▸ **Work instructions**:
Exactly as written, set down every entry once more.
(Data for review begins)
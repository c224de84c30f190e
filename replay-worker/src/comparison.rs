use std::sync::Arc;

use bytes::Bytes;
use replay_common::document::{extract_response, prepare_request, ResponseFields};
use replay_common::record::{ComparisonRow, InputRecord};
use tracing::debug;

use crate::error::ComparisonError;
use crate::transport::{Endpoint, Transport};

/// Replays a recorded request against both endpoints and assembles the report row.
pub struct Comparer {
    transport: Arc<dyn Transport>,
    endpoint_a: Endpoint,
    endpoint_b: Endpoint,
}

impl Comparer {
    pub fn new(transport: Arc<dyn Transport>, endpoint_a: Endpoint, endpoint_b: Endpoint) -> Self {
        Self {
            transport,
            endpoint_a,
            endpoint_b,
        }
    }

    /// Compare a single record.
    ///
    /// Endpoint B receives exactly the body sent to endpoint A, and only after A has answered.
    /// The row carries A's jurisdictions and both tax totals.
    pub async fn compare(&self, record: &InputRecord) -> Result<ComparisonRow, ComparisonError> {
        let invoice = record.prefix.invoice.as_str();

        let prepared =
            prepare_request(&record.document).map_err(ComparisonError::PrepareError)?;
        debug!(invoice, line_count = prepared.line_count, "prepared request");

        let fields_a = self.calculate(&self.endpoint_a, prepared.body.clone()).await?;
        debug!(invoice, "received response from endpoint A");

        let fields_b = self.calculate(&self.endpoint_b, prepared.body).await?;
        debug!(invoice, "received response from endpoint B");

        Ok(ComparisonRow {
            prefix: record.prefix.clone(),
            line_count: prepared.line_count,
            jurisdictions: fields_a.jurisdictions,
            total_tax_a: fields_a.total_tax,
            total_tax_b: fields_b.total_tax,
        })
    }

    async fn calculate(
        &self,
        endpoint: &Endpoint,
        body: Bytes,
    ) -> Result<ResponseFields, ComparisonError> {
        let response = self
            .transport
            .send(endpoint, body)
            .await
            .map_err(|error| ComparisonError::TransportError {
                side: endpoint.side,
                error,
            })?;

        extract_response(&response).map_err(|error| ComparisonError::ResponseError {
            side: endpoint.side,
            error,
        })
    }
}

#[cfg(test)]
mod tests {
    use super::*;
    use crate::error::{Side, TransportError};
    use async_trait::async_trait;
    use chrono::NaiveDate;
    use flate2::{write::GzEncoder, Compression};
    use replay_common::record::PrefixMetadata;
    use std::io::Write;
    use std::sync::Mutex;

    /// Answers with a fixed body per side and remembers what it was sent.
    struct RecordingTransport {
        response_a: &'static str,
        response_b: Result<&'static str, &'static str>,
        sent: Mutex<Vec<(Side, Bytes)>>,
    }

    #[async_trait]
    impl Transport for RecordingTransport {
        async fn send(&self, endpoint: &Endpoint, body: Bytes) -> Result<Bytes, TransportError> {
            self.sent.lock().unwrap().push((endpoint.side, body));
            match endpoint.side {
                Side::A => Ok(Bytes::from_static(self.response_a.as_bytes())),
                Side::B => self
                    .response_b
                    .map(|response| Bytes::from_static(response.as_bytes()))
                    .map_err(|error| TransportError::OtherError(error.to_owned())),
            }
        }
    }

    fn endpoints() -> (Endpoint, Endpoint) {
        let a = "http://tax-a:8080".parse().unwrap();
        let b = "http://tax-b:8080".parse().unwrap();
        (
            Endpoint::new(Side::A, &a, "/sabrix/xmlinvoice", "/sabrix/taxproduct").unwrap(),
            Endpoint::new(Side::B, &b, "/sabrix/xmlinvoice", "/sabrix/taxproduct").unwrap(),
        )
    }

    fn record(document: &str) -> InputRecord {
        let mut encoder = GzEncoder::new(Vec::new(), Compression::default());
        encoder.write_all(document.as_bytes()).unwrap();

        InputRecord {
            document: Bytes::from(encoder.finish().unwrap()),
            prefix: PrefixMetadata {
                captured_at: NaiveDate::from_ymd_opt(2024, 3, 1)
                    .unwrap()
                    .and_hms_opt(12, 0, 0)
                    .unwrap(),
                original_date: NaiveDate::from_ymd_opt(2019, 6, 30).unwrap(),
                company: "DELTA".to_owned(),
                invoice: "INV-42".to_owned(),
            },
        }
    }

    fn comparer(transport: Arc<RecordingTransport>) -> Comparer {
        let (endpoint_a, endpoint_b) = endpoints();
        Comparer::new(transport, endpoint_a, endpoint_b)
    }

    const REQUEST: &str =
        "<REQUEST><IS_AUDITED>Y</IS_AUDITED><LINE><ID>1</ID></LINE><LINE><ID>2</ID></LINE></REQUEST>";

    #[tokio::test]
    async fn test_compare_assembles_row() {
        let transport = Arc::new(RecordingTransport {
            response_a: "<RESPONSE><TAXABLE_STATE>GA</TAXABLE_STATE><TOTAL_TAX_AMOUNT>5.00</TOTAL_TAX_AMOUNT></RESPONSE>",
            response_b: Ok("<RESPONSE><TAXABLE_STATE>FL</TAXABLE_STATE><TOTAL_TAX_AMOUNT>5.25</TOTAL_TAX_AMOUNT></RESPONSE>"),
            sent: Mutex::new(Vec::new()),
        });
        let record = record(REQUEST);

        let row = comparer(transport.clone())
            .compare(&record)
            .await
            .expect("comparison failed");

        assert_eq!(
            row,
            ComparisonRow {
                prefix: record.prefix.clone(),
                line_count: 2,
                jurisdictions: "GA".to_owned(),
                total_tax_a: Some("5.00".to_owned()),
                total_tax_b: Some("5.25".to_owned()),
            }
        );
    }

    #[tokio::test]
    async fn test_compare_sends_identical_body_to_a_then_b() {
        let transport = Arc::new(RecordingTransport {
            response_a: "<RESPONSE/>",
            response_b: Ok("<RESPONSE/>"),
            sent: Mutex::new(Vec::new()),
        });

        comparer(transport.clone())
            .compare(&record(REQUEST))
            .await
            .expect("comparison failed");

        let sent = transport.sent.lock().unwrap();
        assert_eq!(sent.len(), 2);
        assert_eq!(sent[0].0, Side::A);
        assert_eq!(sent[1].0, Side::B);
        assert_eq!(sent[0].1, sent[1].1);
        assert!(std::str::from_utf8(&sent[0].1)
            .unwrap()
            .contains("<IS_AUDITED>N</IS_AUDITED>"));
    }

    #[tokio::test]
    async fn test_compare_fails_on_malformed_request() {
        let transport = Arc::new(RecordingTransport {
            response_a: "<RESPONSE/>",
            response_b: Ok("<RESPONSE/>"),
            sent: Mutex::new(Vec::new()),
        });
        let mut record = record(REQUEST);
        record.document = Bytes::from_static(b"not gzip");

        let error = comparer(transport.clone())
            .compare(&record)
            .await
            .expect_err("comparison should fail");

        assert_eq!(error.stage(), "prepare");
        assert!(transport.sent.lock().unwrap().is_empty());
    }

    #[tokio::test]
    async fn test_compare_fails_on_malformed_response() {
        let transport = Arc::new(RecordingTransport {
            response_a: "<RESPONSE>",
            response_b: Ok("<RESPONSE/>"),
            sent: Mutex::new(Vec::new()),
        });

        let error = comparer(transport.clone())
            .compare(&record(REQUEST))
            .await
            .expect_err("comparison should fail");

        assert!(matches!(
            error,
            ComparisonError::ResponseError { side: Side::A, .. }
        ));
        assert_eq!(transport.sent.lock().unwrap().len(), 1);
    }

    #[tokio::test]
    async fn test_compare_fails_on_transport_error() {
        let transport = Arc::new(RecordingTransport {
            response_a: "<RESPONSE/>",
            response_b: Err("connection reset"),
            sent: Mutex::new(Vec::new()),
        });

        let error = comparer(transport)
            .compare(&record(REQUEST))
            .await
            .expect_err("comparison should fail");

        assert_eq!(error.stage(), "send");
        assert!(matches!(
            error,
            ComparisonError::TransportError { side: Side::B, .. }
        ));
    }
}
(Data for review ends)
▸ **Written response**:
repository c224de84c30f190e
filename replay-worker/src/comparison.rs
use std::sync::Arc;

use bytes::Bytes;
use replay_common::document::{extract_response, prepare_request, ResponseFields};
use replay_common::record::{ComparisonRow, InputRecord};
use tracing::debug;

use crate::error::ComparisonError;
use crate::transport::{Endpoint, Transport};

/// Replays a recorded request against both endpoints and assembles the report row.
pub struct Comparer {
    transport: Arc<dyn Transport>,
    endpoint_a: Endpoint,
    endpoint_b: Endpoint,
}

impl Comparer {
    pub fn new(transport: Arc<dyn Transport>, endpoint_a: Endpoint, endpoint_b: Endpoint) -> Self {
        Self {
            transport,
            endpoint_a,
            endpoint_b,
        }
    }

    /// Compare a single record.
    ///
    /// Endpoint B receives exactly the body sent to endpoint A, and only after A has answered.
    /// The row carries A's jurisdictions and both tax totals.
    pub async fn compare(&self, record: &InputRecord) -> Result<ComparisonRow, ComparisonError> {
        let invoice = record.prefix.invoice.as_str();

        let prepared =
            prepare_request(&record.document).map_err(ComparisonError::PrepareError)?;
        debug!(invoice, line_count = prepared.line_count, "prepared request");

        let fields_a = self.calculate(&self.endpoint_a, prepared.body.clone()).await?;
        debug!(invoice, "received response from endpoint A");

        let fields_b = self.calculate(&self.endpoint_b, prepared.body).await?;
        debug!(invoice, "received response from endpoint B");

        Ok(ComparisonRow {
            prefix: record.prefix.clone(),
            line_count: prepared.line_count,
            jurisdictions: fields_a.jurisdictions,
            total_tax_a: fields_a.total_tax,
            total_tax_b: fields_b.total_tax,
        })
    }

    async fn calculate(
        &self,
        endpoint: &Endpoint,
        body: Bytes,
    ) -> Result<ResponseFields, ComparisonError> {
        let response = self
            .transport
            .send(endpoint, body)
            .await
            .map_err(|error| ComparisonError::TransportError {
                side: endpoint.side,
                error,
            })?;

        extract_response(&response).map_err(|error| ComparisonError::ResponseError {
            side: endpoint.side,
            error,
        })
    }
}

#[cfg(test)]
mod tests {
    use super::*;
    use crate::error::{Side, TransportError};
    use async_trait::async_trait;
    use chrono::NaiveDate;
    use flate2::{write::GzEncoder, Compression};
    use replay_common::record::PrefixMetadata;
    use std::io::Write;
    use std::sync::Mutex;

    /// Answers with a fixed body per side and remembers what it was sent.
    struct RecordingTransport {
        response_a: &'static str,
        response_b: Result<&'static str, &'static str>,
        sent: Mutex<Vec<(Side, Bytes)>>,
    }

    #[async_trait]
    impl Transport for RecordingTransport {
        async fn send(&self, endpoint: &Endpoint, body: Bytes) -> Result<Bytes, TransportError> {
            self.sent.lock().unwrap().push((endpoint.side, body));
            match endpoint.side {
                Side::A => Ok(Bytes::from_static(self.response_a.as_bytes())),
                Side::B => self
                    .response_b
                    .map(|response| Bytes::from_static(response.as_bytes()))
                    .map_err(|error| TransportError::OtherError(error.to_owned())),
            }
        }
    }

    fn endpoints() -> (Endpoint, Endpoint) {
        let a = "http://tax-a:8080".parse().unwrap();
        let b = "http://tax-b:8080".parse().unwrap();
        (
            Endpoint::new(Side::A, &a, "/sabrix/xmlinvoice", "/sabrix/taxproduct").unwrap(),
            Endpoint::new(Side::B, &b, "/sabrix/xmlinvoice", "/sabrix/taxproduct").unwrap(),
        )
    }

    fn record(document: &str) -> InputRecord {
        let mut encoder = GzEncoder::new(Vec::new(), Compression::default());
        encoder.write_all(document.as_bytes()).unwrap();

        InputRecord {
            document: Bytes::from(encoder.finish().unwrap()),
            prefix: PrefixMetadata {
                captured_at: NaiveDate::from_ymd_opt(2024, 3, 1)
                    .unwrap()
                    .and_hms_opt(12, 0, 0)
                    .unwrap(),
                original_date: NaiveDate::from_ymd_opt(2019, 6, 30).unwrap(),
                company: "DELTA".to_owned(),
                invoice: "INV-42".to_owned(),
            },
        }
    }

    fn comparer(transport: Arc<RecordingTransport>) -> Comparer {
        let (endpoint_a, endpoint_b) = endpoints();
        Comparer::new(transport, endpoint_a, endpoint_b)
    }

    const REQUEST: &str =
        "<REQUEST><IS_AUDITED>Y</IS_AUDITED><LINE><ID>1</ID></LINE><LINE><ID>2</ID></LINE></REQUEST>";

    #[tokio::test]
    async fn test_compare_assembles_row() {
        let transport = Arc::new(RecordingTransport {
            response_a: "<RESPONSE><TAXABLE_STATE>GA</TAXABLE_STATE><TOTAL_TAX_AMOUNT>5.00</TOTAL_TAX_AMOUNT></RESPONSE>",
            response_b: Ok("<RESPONSE><TAXABLE_STATE>FL</TAXABLE_STATE><TOTAL_TAX_AMOUNT>5.25</TOTAL_TAX_AMOUNT></RESPONSE>"),
            sent: Mutex::new(Vec::new()),
        });
        let record = record(REQUEST);

        let row = comparer(transport.clone())
            .compare(&record)
            .await
            .expect("comparison failed");

        assert_eq!(
            row,
            ComparisonRow {
                prefix: record.prefix.clone(),
                line_count: 2,
                jurisdictions: "GA".to_owned(),
                total_tax_a: Some("5.00".to_owned()),
                total_tax_b: Some("5.25".to_owned()),
            }
        );
    }

    #[tokio::test]
    async fn test_compare_sends_identical_body_to_a_then_b() {
        let transport = Arc::new(RecordingTransport {
            response_a: "<RESPONSE/>",
            response_b: Ok("<RESPONSE/>"),
            sent: Mutex::new(Vec::new()),
        });

        comparer(transport.clone())
            .compare(&record(REQUEST))
            .await
            .expect("comparison failed");

        let sent = transport.sent.lock().unwrap();
        assert_eq!(sent.len(), 2);
        assert_eq!(sent[0].0, Side::A);
        assert_eq!(sent[1].0, Side::B);
        assert_eq!(sent[0].1, sent[1].1);
        assert!(std::str::from_utf8(&sent[0].1)
            .unwrap()
            .contains("<IS_AUDITED>N</IS_AUDITED>"));
    }

    #[tokio::test]
    async fn test_compare_fails_on_malformed_request() {
        let transport = Arc::new(RecordingTransport {
            response_a: "<RESPONSE/>",
            response_b: Ok("<RESPONSE/>"),
            sent: Mutex::new(Vec::new()),
        });
        let mut record = record(REQUEST);
        record.document = Bytes::from_static(b"not gzip");

        let error = comparer(transport.clone())
            .compare(&record)
            .await
            .expect_err("comparison should fail");

        assert_eq!(error.stage(), "prepare");
        assert!(transport.sent.lock().unwrap().is_empty());
    }

    #[tokio::test]
    async fn test_compare_fails_on_malformed_response() {
        let transport = Arc::new(RecordingTransport {
            response_a: "<RESPONSE>",
            response_b: Ok("<RESPONSE/>"),
            sent: Mutex::new(Vec::new()),
        });

        let error = comparer(transport.clone())
            .compare(&record(REQUEST))
            .await
            .expect_err("comparison should fail");

        assert!(matches!(
            error,
            ComparisonError::ResponseError { side: Side::A, .. }
        ));
        assert_eq!(transport.sent.lock().unwrap().len(), 1);
    }

    #[tokio::test]
    async fn test_compare_fails_on_transport_error() {
        let transport = Arc::new(RecordingTransport {
            response_a: "<RESPONSE/>",
            response_b: Err("connection reset"),
            sent: Mutex::new(Vec::new()),
        });

        let error = comparer(transport)
            .compare(&record(REQUEST))
            .await
            .expect_err("comparison should fail");

        assert_eq!(error.stage(), "send");
        assert!(matches!(
            error,
            ComparisonError::TransportError { side: Side::B, .. }
        ));
    }
}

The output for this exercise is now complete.